Fannie Creates Appraiser Blacklist in Effort to Flag Problem Loans

In its ongoing effort to flag defective loans long before they default, Fannie Mae is taking aim at the home appraisal industry.

The government-sponsored enterprise is keeping a virtual blacklist of appraisers that it views as shady and is warning banks and mortgage lenders to be careful about doing business with them. All loans with work done by appraisers on the list will be subject to extra scrutiny before Fannie buys them from lenders and could be rejected outright, Fannie says.

The list is a small one, with just four names on it for now, but it is likely to grow as Fannie scours its appraisal database to identify appraisers who repeatedly submit shoddy work. Unacceptable appraisal practices include inflating the appraised value of a home, misstating the characteristics of a house, and failing to use the best comparable sales of physically similar properties.

Just as it created a formal program last year to eliminate overall loan defects, Fannie has moved toward a model in which appraisals are scrutinized early in the mortgage process before it even buys a loan from a lender. Instead of forcing costly buy backs for defective loans years after the fact, Fannie now will reject loans for egregious inconsistences made by appraisers.

Fannie's aim is to not just make sure that the loans it buys and bundles into mortgage-backed securities meet its standards, but also to collect consistent data on appraisals to ensure that property values are accurate and that borrowers have the ability to repay their loans over the long haul without defaulting.

Fannie has not made its blacklist public. The list, to be published monthly, is accessible only by lenders and will not be broadly distributed.

Observers say that the mere existence of a blacklist will likely deter banks and mortgage lenders from doing business with appraisers whose names appear on the list.

"Lenders are likely to beef up their oversight of appraisers so they don't fall into the trap of submitting loans that could end up being rejected," says Elizabeth Green, a principal consultant at Rel-e-vent Solutions, a Jacksonville, Fla.-based consulting firm. "This is another aspect of the same quality vigilance that lenders have to have in place. There's just too much risk if you don't manage for this."

Fannie has sent letters to the four appraisers that had egregious violations and to the lenders that use them warning of the consequences.

One such letter described how an appraiser had made four mistakes, indicating a pattern of errors, including inflating the assessed the value of a property by $62,500, which resulted in a loan-to-value ratio of 110%. The appraiser also selected comparable sales of homes that were not similar to the property being appraised and did not count the correct number of bathrooms in the home.

"Some of the specific violations they cite in the letters are not that uncommon," says Molly Dowdy, an executive vice president of marketing at Naples, Fla., appraisal software firm a la mode, which published redacted copies of two letters sent to lenders by Fannie.

Though banks, mortgage lenders and third-party appraisal management companies track all kinds of information on appraisers, they typically do not compare one appraiser to another.
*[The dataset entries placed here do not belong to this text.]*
#[tokio::test]
async fn master_change_broadcasts_full_snapshot() {
    let mut h = start(&[Attempt::Accept], ClientType::Operation);
    let mut link = open_as(&mut h, Role::Master, Some("T1")).await;

    h.client.apply(Operation::ScoreTopUp).unwrap();
    let state = next_state(&mut h.events, StateOrigin::Local).await;
    assert_eq!(state.score_top, 1);

    let sent = link.next_sent().await;
    assert_eq!(sent["type"], "game_state_update");
    let board = sent["boardData"].as_object().unwrap();
    for key in [
        "game_title",
        "team_top",
        "team_bottom",
        "game_inning",
        "top",
        "first_base",
        "second_base",
        "third_base",
        "ball_cnt",
        "strike_cnt",
        "out_cnt",
        "score_top",
        "score_bottom",
        "last_inning",
    ] {
        assert!(board.contains_key(key), "snapshot is missing `{key}`");
    }
    assert_eq!(board["score_top"], 1);
    assert_eq!(board["last_inning"], 9);

    assert_eq!(h.client.game_state().await.score_top, 1);

    h.client.shutdown().await;
}

#[tokio::test]
async fn clamped_no_op_emits_nothing() {
    let mut h = start(&[Attempt::Accept], ClientType::Operation);
    let mut link = open_as(&mut h, Role::Master, None).await;

    // Already zero: no change, no event, no broadcast.
    h.client.apply(Operation::BallDown).unwrap();
    h.client.apply(Operation::StrikeUp).unwrap();

    let state = next_state(&mut h.events, StateOrigin::Local).await;
    assert_eq!(state.strikes, 1);
    assert_eq!(link.next_sent().await["boardData"]["strike_cnt"], 1);

    h.client.shutdown().await;
}

#[tokio::test]
async fn remote_state_is_applied_but_not_rebroadcast() {
    let mut h = start(&[Attempt::Accept], ClientType::Operation);
    let mut link = open_as(&mut h, Role::Master, Some("T1")).await;

    link.push(game_state_json(json!({ "ball_cnt": 2, "team_top": "Hawks" })));
    let state = next_state(&mut h.events, StateOrigin::Remote).await;
    assert_eq!(state.balls, 2);
    assert_eq!(state.team_top, "Hawks");

    // The first thing sent after the remote update is the local change.
    h.client.apply(Operation::StrikeUp).unwrap();
    let _ = next_state(&mut h.events, StateOrigin::Local).await;
    let sent = link.next_sent().await;
    assert_eq!(sent["type"], "game_state_update");
    assert_eq!(sent["boardData"]["ball_cnt"], 2);
    assert_eq!(sent["boardData"]["strike_cnt"], 1);

    h.client.shutdown().await;
}

#[tokio::test]
async fn zero_out_count_from_legacy_payload_is_merged() {
    let initial = GameState {
        outs: 2,
        inning: 3,
        ..GameState::default()
    };
    let mut h = start_with(
        &[Attempt::Accept],
        ScoreboardConfig::new(ClientType::Operation).with_initial_state(initial),
        MemoryCredentialStore::new(),
    );
    let link = open_as(&mut h, Role::Slave, None).await;

    link.push(r#"{"out_cnt":0}"#);
    let state = next_state(&mut h.events, StateOrigin::Remote).await;
    assert_eq!(state.outs, 0);
    assert_eq!(state.inning, 3);

    h.client.shutdown().await;
}

#[tokio::test]
async fn malformed_frame_is_skipped() {
    let mut h = start(&[Attempt::Accept], ClientType::Board);
    let link = open_as(&mut h, Role::Viewer, None).await;

    link.push("not json at all");
    link.push(r#"{"type":"mystery"}"#);
    link.push(game_state_json(json!({ "score_bottom": 4 })));

    let state = next_state(&mut h.events, StateOrigin::Remote).await;
    assert_eq!(state.score_bottom, 4);
    assert!(h.client.is_running());

    h.client.shutdown().await;
}

// ════════════════════════════════════════════════════════════════════
// Release and failover
// ════════════════════════════════════════════════════════════════════

#[tokio::test]
async fn release_master_clears_token_and_waits_for_confirmation() {
    let mut h = start(&[Attempt::Accept], ClientType::Operation);
    let mut link = open_as(&mut h, Role::Master, Some("T1")).await;

    h.client.release_master().unwrap();
    assert_eq!(link.next_sent().await, json!({ "type": "release_master" }));
    assert!(h.store.get().is_none());
    assert_eq!(h.client.role().await, Role::Master);

    link.push(role_changed_json(Role::Slave, "released", None, true));
    assert_eq!(
        next_event(&mut h.events).await,
        ScoreboardEvent::RoleChanged {
            role: Role::Slave,
            reason: Some("released".into())
        }
    );
    assert!(h.client.operations_disabled().await);

    h.client.shutdown().await;
}

#[tokio::test]
async fn slave_release_is_ignored_then_promotion_enables_operations() {
    let mut h = start(&[Attempt::Accept], ClientType::Operation);
    let mut link = open_as(&mut h, Role::Slave, None).await;

    h.client.release_master().unwrap();

    link.push(role_changed_json(Role::Master, "master_disconnected", Some("T2"), false));
    let _ = next_event(&mut h.events).await;
    assert_eq!(h.store.get().as_deref(), Some("T2"));

    h.client.apply(Operation::OutUp).unwrap();
    let _ = next_state(&mut h.events, StateOrigin::Local).await;
    // The ignored release sent nothing, so the update comes first.
    assert_eq!(link.next_sent().await["type"], "game_state_update");

    h.client.shutdown().await;
}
Because Fannie is collecting millions of appraisal reports, it can identify when an appraiser differs on basic measures compared to others.

Inflated appraisals were a contributing factor to the housing downturn. Loan officers sometimes pressured appraisers to inflate property values, driving up home prices and contributing to the housing bubble. Since then, new regulations require that appraisers are kept at an arms' length distance from loan officers.

Theoretically, appraisers on Fannie's blacklist have already been reported to state appraisal boards for violations of the Uniform Standards of Professional Appraisal Practice, considered the gold standard of appraisal requirements. Fannie has created a formal rebuttal process for appraisers and lenders.

Some longtime appraisal experts were surprised that so few bad apples made the list given that there are roughly 80,000 licensed appraisers on a national registry maintained by the Appraisal Subcommittee, which provides federal oversight of state appraiser programs.

"It is a bit disappointing to learn that there are only four appraisers on their 100% review list," says Joan Trice, the chief executive of Clearbox, a Salisbury, Md., appraisal compliance firm. Still, she adds that the list is a good first step toward cracking down on questionable appraisers.

"What it means to banks is that finally, at long last, Fannie Mae is taking responsibility for appraisal quality," she says.

The Federal Housing Finance Agency, which oversees Fannie and Freddie, sought to standardize the appraisal process in 2011 by mandating that the GSEs collect millions of appraisals submitted by lenders. The database of appraisal information now is being used to help the GSEs monitor and evaluate appraisers.

Fannie's "appraisal quality monitoring" list was published on Jan. 6. Freddie has maintained its own exclusionary appraisal list since the early 1990s.

"This is just the beginning," says Andrew Wilson, a spokesman for Fannie Mae. "We will continue to do these reviews and make additions to that list as we identify appraisers that we have concerns about."